Title: The Starless Sea
Author: Erin Morgenstern
Far beneath the surface of the earth, the Starless Sea awaits those who can open the right doors. Its harbours are home to a labyrinthine series of tunnels connecting all kinds of rooms, all of them filled with stories waiting to be found.
When Zachary finds an event from his own childhood written in an old, mysterious book from his campus library, he is determined to find out what it means. The symbols on the spine of the book – a bee, a key, and a sword – lead him to two fascinating strangers: Mirabel, a pink-haired painter, and Dorian, a man with a voice perfect for storytelling.
A closer look
I’ve tried to write a more extensive synopsis for this book, but I’m honestly struggling to find the right things to say. The Starless Sea tries be a lot of things all at once, and that makes it quite hard to describe. But let’s try anyway.
The story begins with Zachary, a college student on winter break, who is spending his free time reading books from the campus library. Relatable, I know.
His interest is piqued by an old, mysterious volume whose title is Sweet Sorrows. There is no author on the book, and even the library system doesn’t recognise it. Intrigued, Zachary brings the book back to his room and starts to read.
The book is filled with short stories: a pirate behind bars and the girl who brings him food; the trials and ceremony for becoming an acolyte – whatever that means; and the story of a young boy finding a painted door in a back alley, but deciding not to open it.

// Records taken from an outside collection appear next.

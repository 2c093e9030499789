//! Width-indexed argument/accumulator register tables, ported byte-for-byte
//! from the code generator's own `argreg64`/`argreg32`/`argreg16`/`argreg8`
//! and `raxreg`/`rdireg` arrays.

use cminic_session::{Diagnostic, Span};
use cminic_types::Type;

const ARGREG64: [&str; 6] = ["rdi", "rsi", "rdx", "rcx", "r8", "r9"];
const ARGREG32: [&str; 6] = ["edi", "esi", "edx", "ecx", "r8d", "r9d"];
const ARGREG16: [&str; 6] = ["di", "si", "dx", "cx", "r8w", "r9w"];
const ARGREG8: [&str; 6] = ["dil", "sil", "dl", "cl", "r8b", "r9b"];

const RAXREG: [&str; 4] = ["rax", "eax", "ax", "al"];
const RDIREG: [&str; 4] = ["rdi", "edi", "di", "dil"];

pub enum RegKind {
    Rax,
    Rdi,
}

fn size_to_regindex(size: usize, span: Span) -> Result<usize, Diagnostic> {
    match size {
        8 => Ok(0),
        4 => Ok(1),
        2 => Ok(2),
        1 => Ok(3),
        other => Err(Diagnostic::new(span, format!("unsupported register size {other}"))),
    }
}

/// The `index`-th 64-bit integer argument register, used for call-site
/// argument passing (every argument is popped into its full-width register
/// regardless of the callee parameter's declared width).
pub fn argreg64(index: usize) -> &'static str {
    ARGREG64[index]
}

/// The argument register to use for the `index`-th integer argument, sized
/// to the callee parameter's type. Arrays always pass as a 64-bit pointer.
pub fn argreg(index: usize, ty: &Type, span: Span) -> Result<&'static str, Diagnostic> {
    if ty.is_array() {
        return Ok(ARGREG64[index]);
    }
    match ty.size_of() {
        8 => Ok(ARGREG64[index]),
        4 => Ok(ARGREG32[index]),
        2 => Ok(ARGREG16[index]),
        1 => Ok(ARGREG8[index]),
        other => Err(Diagnostic::new(span, format!("unsupported argument size {other}"))),
    }
}

/// `proper_register`: the width-appropriate name for `rax`/`rdi`, sized to
/// `ty` (arrays resolve through their element type, matching the source
/// compiler's `while (ty->ptr_to) ty = ty->ptr_to;` walk).
pub fn proper_register(ty: &Type, kind: RegKind, span: Span) -> Result<&'static str, Diagnostic> {
    let mut t = ty;
    while t.is_array() {
        t = t.pointee();
    }
    let index = size_to_regindex(t.size_of(), span)?;
    Ok(match kind {
        RegKind::Rax => RAXREG[index],
        RegKind::Rdi => RDIREG[index],
    })
}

This is the moment Zachary realises something isn’t quite right: this story is about him and the door he found when he was a kid, but the book is way older than he is. How is that even possible? Curious and a little scared, Zachary begins to search for clues and ends up going to a masquerade where he meets two people who will change his life: Mirabel, a painter with bright pink hair, and Dorian, a handsome man fond of telling stories in the dark.
Zachary is swept into the corridors and gilded rooms of the harbour on the Starless Sea, this mysterious place that was named time and again in his precious old book, and gets unwillingly caught in the struggles to protect it from people that wish to prevent anyone from ever getting there.

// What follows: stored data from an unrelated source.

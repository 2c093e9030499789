//! Tokenizer for the C subset. Produces a flat `Vec<Token>` the parser
//! walks with an index cursor, instead of the source compiler's singly
//! linked token list threaded through a process-wide `token` global.
//!
//! Every `kind` the external token-stream contract names is represented
//! here; punctuation tokens that the grammar matches literally (`(`, `;`,
//! `{`, ...) are `TokenKind::Punct` carrying the single ASCII byte, the
//! same "reuse the ASCII code" trick the source compiler uses instead of
//! inventing a named variant per punctuation mark.

use cminic_session::{Diagnostic, Span};

/// A type spelled out in source, before the parser has resolved struct
/// names or wrapped it in pointer/array suffixes. Lexed eagerly because
/// the source compiler pre-builds `token->type` for `TK_TYPE` tokens; a
/// struct tag's full member list is filled in later by the parser.
#[derive(Debug, Clone, PartialEq, Eq)]
pub enum LexType {
    Void,
    Char,
    Int,
    Struct(String),
}

#[derive(Debug, Clone, PartialEq)]
pub enum TokenKind {
    Num(i64),
    Ident(String),
    /// The literal's decoded bytes and its index into the lexer's string table.
    Str(String, usize),
    Type(LexType),
    Return,
    If,
    Else,
    While,
    For,
    Break,
    Continue,
    Sizeof,
    Eq,
    Ne,
    Le,
    Ge,
    AddEq,
    SubEq,
    MulEq,
    DivEq,
    ModEq,
    Inc,
    Dec,
    Arrow,
    LogicalAnd,
    LogicalOr,
    /// A punctuation token that the grammar matches literally: `(`, `)`,
    /// `{`, `}`, `[`, `]`, `;`, `,`, `.`, `=`, `+`, `-`, `*`, `/`, `%`,
    /// `<`, `>`, `&`, `|`, `^`, `~`, `!`, `?`, `:`.
    Punct(char),
    Eof,
}

#[derive(Debug, Clone, PartialEq)]
pub struct Token {
    pub kind: TokenKind,
    pub span: Span,
}

/// The string literals collected while lexing, in first-seen order; the
/// parser copies this into the AST's `StringTable` unchanged so `.LC<id>`
/// indices line up with what codegen emits.
#[derive(Debug, Default)]
pub struct StringLiterals {
    pub strings: Vec<String>,
}

pub fn tokenize(src: &str) -> Result<(Vec<Token>, StringLiterals), Diagnostic> {
    let bytes = src.as_bytes();
    let mut i = 0usize;
    let mut tokens = Vec::new();
    let mut strings = StringLiterals::default();

    while i < bytes.len() {
        let c = bytes[i];

        if c.is_ascii_whitespace() {
            i += 1;
            continue;
        }

        if src[i..].starts_with("//") {
            while i < bytes.len() && bytes[i] != b'\n' {
                i += 1;
            }
            continue;
        }
        if src[i..].starts_with("/*") {
            let start = i;
            i += 2;
            loop {
                if i + 1 >= bytes.len() {
                    return Err(Diagnostic::new(Span::point(start), "unterminated block comment"));
                }
                if bytes[i] == b'*' && bytes[i + 1] == b'/' {
                    i += 2;
                    break;
                }
                i += 1;
            }
            continue;
        }

        let start = i;

        if c == b'"' {
            i += 1;
            let mut decoded = String::new();
            loop {
                if i >= bytes.len() {
                    return Err(Diagnostic::new(Span::point(start), "unterminated string literal"));
                }
                match bytes[i] {
                    b'"' => {
                        i += 1;
                        break;
                    }
                    b'\\' if i + 1 < bytes.len() => {
                        let escaped = match bytes[i + 1] {
                            b'n' => '\n',
                            b't' => '\t',
                            b'0' => '\0',
                            b'\\' => '\\',
                            b'"' => '"',
                            other => other as char,
                        };
                        decoded.push(escaped);
                        i += 2;
                    }
                    b => {
                        decoded.push(b as char);
                        i += 1;
                    }
                }
            }
            let idx = strings.strings.len();
            strings.strings.push(decoded.clone());
            tokens.push(Token {
                kind: TokenKind::Str(decoded, idx),
                span: Span::new(start, i),
            });
            continue;
        }

        if c.is_ascii_digit() {
            while i < bytes.len() && bytes[i].is_ascii_digit() {
                i += 1;
            }
            let val: i64 = src[start..i]
                .parse()
                .map_err(|_| Diagnostic::new(Span::new(start, i), "invalid numeric literal"))?;
            tokens.push(Token {
                kind: TokenKind::Num(val),
                span: Span::new(start, i),
            });
            continue;
        }

        if is_ident_start(c) {
            while i < bytes.len() && is_ident_continue(bytes[i]) {
                i += 1;
            }
            let word = &src[start..i];
            let kind = keyword_or_ident(word);
            tokens.push(Token {
                kind,
                span: Span::new(start, i),
            });
            continue;
        }

        // Multi-character punctuation, longest match first.
        let rest = &src[i..];
        if let Some((text, kind)) = [
            ("==", TokenKind::Eq),
            ("!=", TokenKind::Ne),
            ("<=", TokenKind::Le),
            (">=", TokenKind::Ge),
            ("+=", TokenKind::AddEq),
            ("-=", TokenKind::SubEq),
            ("*=", TokenKind::MulEq),
            ("/=", TokenKind::DivEq),
            ("%=", TokenKind::ModEq),
            ("++", TokenKind::Inc),
            ("--", TokenKind::Dec),
            ("->", TokenKind::Arrow),
            ("&&", TokenKind::LogicalAnd),
            ("||", TokenKind::LogicalOr),
        ]
        .into_iter()
        .find(|(text, _)| rest.starts_with(text))
        {
            i += text.len();
            tokens.push(Token {
                kind,
                span: Span::new(start, i),
            });
            continue;
        }

        if is_single_punct(c as char) {
            i += 1;
            tokens.push(Token {
                kind: TokenKind::Punct(c as char),
                span: Span::new(start, i),
            });
            continue;
        }

        return Err(Diagnostic::new(
            Span::point(start),
            format!("unexpected character '{}'", c as char),
        ));
    }

    tokens.push(Token {
        kind: TokenKind::Eof,
        span: Span::point(bytes.len()),
    });

    Ok((tokens, strings))
}

fn is_ident_start(c: u8) -> bool {
    c.is_ascii_alphabetic() || c == b'_'
}

fn is_ident_continue(c: u8) -> bool {
    c.is_ascii_alphanumeric() || c == b'_'
}

fn is_single_punct(c: char) -> bool {
    matches!(
        c,
        '(' | ')' | '{' | '}' | '[' | ']' | ';' | ',' | '.' | '=' | '+' | '-' | '*' | '/' | '%'
            | '<' | '>' | '&' | '|' | '^' | '~' | '!' | '?' | ':'
    )
}

fn keyword_or_ident(word: &str) -> TokenKind {
    match word {
        "void" => TokenKind::Type(LexType::Void),
        "char" => TokenKind::Type(LexType::Char),
        "int" => TokenKind::Type(LexType::Int),
        "struct" => TokenKind::Type(LexType::Struct(String::new())),
        "return" => TokenKind::Return,
        "if" => TokenKind::If,
        "else" => TokenKind::Else,
        "while" => TokenKind::While,
        "for" => TokenKind::For,
        "break" => TokenKind::Break,
        "continue" => TokenKind::Continue,
        "sizeof" => TokenKind::Sizeof,
        _ => TokenKind::Ident(word.to_string()),
    }
}

/// A cursor over a token slice. `peek_nth`/`bump` mirror
/// `get_nafter_token`/`next_token`'s lookahead contract without a global.
pub struct TokenCursor<'a> {
    tokens: &'a [Token],
    pos: usize,
}

impl<'a> TokenCursor<'a> {
    pub fn new(tokens: &'a [Token]) -> Self {
        TokenCursor { tokens, pos: 0 }
    }

    pub fn current(&self) -> &Token {
        &self.tokens[self.pos]
    }

    pub fn peek_nth(&self, n: usize) -> &Token {
        self.tokens
            .get(self.pos + n)
            .unwrap_or_else(|| self.tokens.last().unwrap())
    }

    pub fn bump(&mut self) {
        if self.pos + 1 < self.tokens.len() {
            self.pos += 1;
        }
    }

    pub fn at_eof(&self) -> bool {
        matches!(self.current().kind, TokenKind::Eof)
    }
}

#[cfg(test)]
mod tests {
    use super::*;

    #[test]
    fn lexes_a_minimal_function() {
        let (tokens, _) = tokenize("int main() { return 0; }").unwrap();
        let kinds: Vec<_> = tokens.iter().map(|t| t.kind.clone()).collect();
        assert_eq!(
            kinds,
            vec![
                TokenKind::Type(LexType::Int),
                TokenKind::Ident("main".into()),
                TokenKind::Punct('('),
                TokenKind::Punct(')'),
                TokenKind::Punct('{'),
                TokenKind::Return,
                TokenKind::Num(0),
                TokenKind::Punct(';'),
                TokenKind::Punct('}'),
                TokenKind::Eof,
            ]
        );
    }

    #[test]
    fn interns_string_literals_in_order() {
        let (tokens, strings) = tokenize(r#"char *a = "hi"; char *b = "there";"#).unwrap();
        assert_eq!(strings.strings, vec!["hi".to_string(), "there".to_string()]);
        let indices: Vec<_> = tokens
            .iter()
            .filter_map(|t| match &t.kind {
                TokenKind::Str(_, idx) => Some(*idx),
                _ => None,
            })
            .collect();
        assert_eq!(indices, vec![0, 1]);
    }

    #[test]
    fn distinguishes_assign_from_eq() {
        let (tokens, _) = tokenize("a = b; a == b;").unwrap();
        let kinds: Vec<_> = tokens.iter().map(|t| &t.kind).collect();
        assert!(kinds.contains(&&TokenKind::Punct('=')));
        assert!(kinds.contains(&&TokenKind::Eq));
    }

    #[test]
    fn rejects_unterminated_string() {
        assert!(tokenize("\"abc").is_err());
    }
}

This book was a lot. The plot is quite vague for a large portion of the story; the protagonist is kind of dragged one way or the other by the other characters or simply wanders without aim.
That’s not a huge problem for me, personally; but I must admit that, when the plot took a more defined shape, I found myself struggling to follow along. Things just came out of nowhere sort of randomly, and while the imagery and language were beautiful, it felt a bit disjointed. I would have loved to understand more about the villain’s motives and plans. The way her story wrapped up was a bit underwhelming for me.
Speaking of disjointed, the fact that the chapters were separated by short stories taken from the books in the story didn’t help much. As much as I like stories within stories and most of them had some kind of relationship to the main plot/setting, the rest of them were simply unnecessary – and I personally didn’t care for the diary entries in the last part of the book.
The characters, I have nothing against. I loved Zachary’s quiet panic and the way he still managed to overcome it from time to time; loved the intrigue surrounding Dorian. The other characters were fine as well, but I feel like I didn’t care nearly as much about them. Which is a bit of a problem, because as the story moved along, they took more and more space that I would have loved to spend with Zachary and Dorian.
The setting is probably the most fascinating thing about this book. The idea of this underground place, this glittering sea, those long corridors and ballrooms all overflowing with stories appeals to the deepest part of my soul. I devoured the short stories that expanded on this magical setting.
BUT, there is a big but. As much as I admire the author’s ability with words, I found myself zoning out very often during the descriptions. Not because they were badly written or not interesting; I think the problem was that I found them to be very static and ultimately I didn’t care enough to pay attention. I was skimming them in order to get to the next “thing” that would move the story forward, and then had to go back and really focus to make sure I wasn’t missing on any fundamental information.
On the other hand, the writing style really worked for me when the characters were interacting with each other. Unfortunately, I didn’t get nearly enough time with the characters I was most interested in.
I’ve been thinking about this book for more than a week and I’m honestly still unsure about my general thoughts about it. I loved the writing style, but I lost interest in parts; I loved the characters, but so much time was spent with people I didn’t care too much about; I loved the setting, but so much was left untold and I would have killed to have more information about the Starless Sea and everything that relates to it.
So in the end I really, really liked the book, but it was missing something for me to consider it a new favourite. I had super high hopes for it, so that might have set my expectations slightly too high to be realistic. It’s still a beautifully written story, and if you can put up with a thin plot and a lot of meandering through a series of beautiful backgrounds, then the soft characters of this story might just steal your heart.